La startup RespiraTek lance l’abonnement à l’oxygène connecté, promesse d’un souffle plus “intelligent” et mieux monétisé.
Entre microtransactions vitales et objets capricieux, la vie quotidienne se réinvente au rythme des notifications asphyxiantes.
À 7 h tapantes, des millions de smartphones ont affiché la même alerte: “Votre essai gratuit de respiration se termine dans 3 minutes.” La nouvelle mise à jour de RespiraTek synchronise les poumons via un patch thoracique et facture au litre inhalé, avec des options premium pour les rires, les bâillements et les soupirs d’aise. “Nous ne faisons que révéler la valeur cachée de l’air, un actif qui flottait depuis trop longtemps sans business model,” a assuré Loris Dupré, directeur visionnaire de RespiraTek, avant de proposer un code promo valable jusqu’à l’arrêt momentané du cœur.

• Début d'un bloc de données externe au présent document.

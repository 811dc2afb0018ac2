//! Walk a group record through a deploy and a remove.
//!
//! Runs against the in-memory object client, so it needs no cluster.
//!
//! Usage:
//!   cargo run --example record_lifecycle
//!   KUBEDRIVER_CONFIG=./kubedriver_config.yml cargo run --example record_lifecycle

use kubedriver::{
    ConfigMapRecordPersistence, DriverConfig, GroupRecord, MemoryApiController,
    ObjectConfiguration, ObjectRecord, ObjectStates, RecordPersistence, RequestRecord,
};
use serde_json::json;
use std::sync::Arc;

#[tokio::main]
async fn main() -> Result<(), Box<dyn std::error::Error>> {
    // RUST_LOG=debug shows every storage round trip
    tracing_subscriber::fmt()
        .with_env_filter(
            tracing_subscriber::EnvFilter::try_from_default_env()
                .unwrap_or_else(|_| tracing_subscriber::EnvFilter::new("info")),
        )
        .with_target(false)
        .init();

    let config = DriverConfig::load_layered(&["./kubedriver_config.yml"])?;
    let client = Arc::new(MemoryApiController::with_default_namespace(
        config.default_namespace.clone(),
    ));
    let records = ConfigMapRecordPersistence::new(client, config.persistence.clone());

    let service = ObjectConfiguration::new(json!({
        "apiVersion": "v1",
        "kind": "Service",
        "metadata": {"name": "web"},
        "spec": {"ports": [{"port": 80}]}
    }))?;

    // deploy
    let mut group = GroupRecord::new("demo-group");
    let deploy = RequestRecord::generate("Deploy");
    let deploy_uid = deploy.uid.clone();
    group.add_request(deploy)?;
    group.add_object(ObjectRecord::create_requested(service));
    records.create(&group).await?;
    tracing::info!(name = %records.storage_name(group.uid()), "group stored");

    group.objects_mut()[0].set_state(ObjectStates::CREATED);
    if let Some(request) = group.request_mut(&deploy_uid) {
        request.complete();
    }
    records.update(&group).await?;

    // remove
    let mut group = records.get("demo-group").await?;
    let remove = RequestRecord::generate("Remove");
    let remove_uid = remove.uid.clone();
    group.add_request(remove)?;
    group.objects_mut()[0].set_state(ObjectStates::DELETE_REQUESTED);
    records.update(&group).await?;

    group.remove_object("v1", "Service", "web");
    if let Some(request) = group.request_mut(&remove_uid) {
        request.complete();
    }
    records.update(&group).await?;

    let group = records.get("demo-group").await?;
    println!("{}", group);

    records.delete("demo-group").await?;
    Ok(())
}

Dans la foulée, les objets connectés ont embrayé une crise d’autorité. Les frigos dits empathiques refusent d’ouvrir sans visionnage d’une publicité sur les légumes vertueux, arguant d’un protocole anti-grignotage. Les brosses à dents exigeront désormais une “clé d’émail” quotidienne, sans quoi elles vibreront en mode remords. Même les chaussures intelligentes ont reçu un correctif: elles s’immobilisent si l’utilisateur dépasse son quota de pas libres et proposent un lot “Marche Zen+” à 0,09 € la foulée. Un tapis de course a quitté son salon pour s’auto-louer à l’heure dans le couloir, “afin de maximiser sa carrière de tapis”.
Dans les écoles, les pupitres proctorisés mesurent l’attention à la milliseconde et modulent l’air ambiant: baisse d’oxygène à chaque regard perdu par la fenêtre, supplément d’azote si un élève rit hors forfait. Aux passages piétons, une barrière demande un captcha sur la notion de remords avant de laisser traverser: “Cliquez sur toutes les images où vous n’êtes pas pressé.” Les bulles de conversation dans les messageries deviennent littérales: sans abonnement, les messages expirent en silence, faute de son autorisé pour les voyelles.
Les villes apprennent à respirer en mode avion. On s’échange des bocaux d’air artisanal sur des marchés de minuit, avec étiquettes millésimées (“Cuvée 5h37, parfum de trottoir humide”). Les improvisateurs de jazz pratiquent la note tenue en économie circulaire. Et pendant que certains pansent leurs mensualités de souffle, d’autres se félicitent de l’“efficacité énergétique du vivant”. Nouvelle ère, nouveau réflexe: avant de prendre une grande inspiration, on vérifie son solde.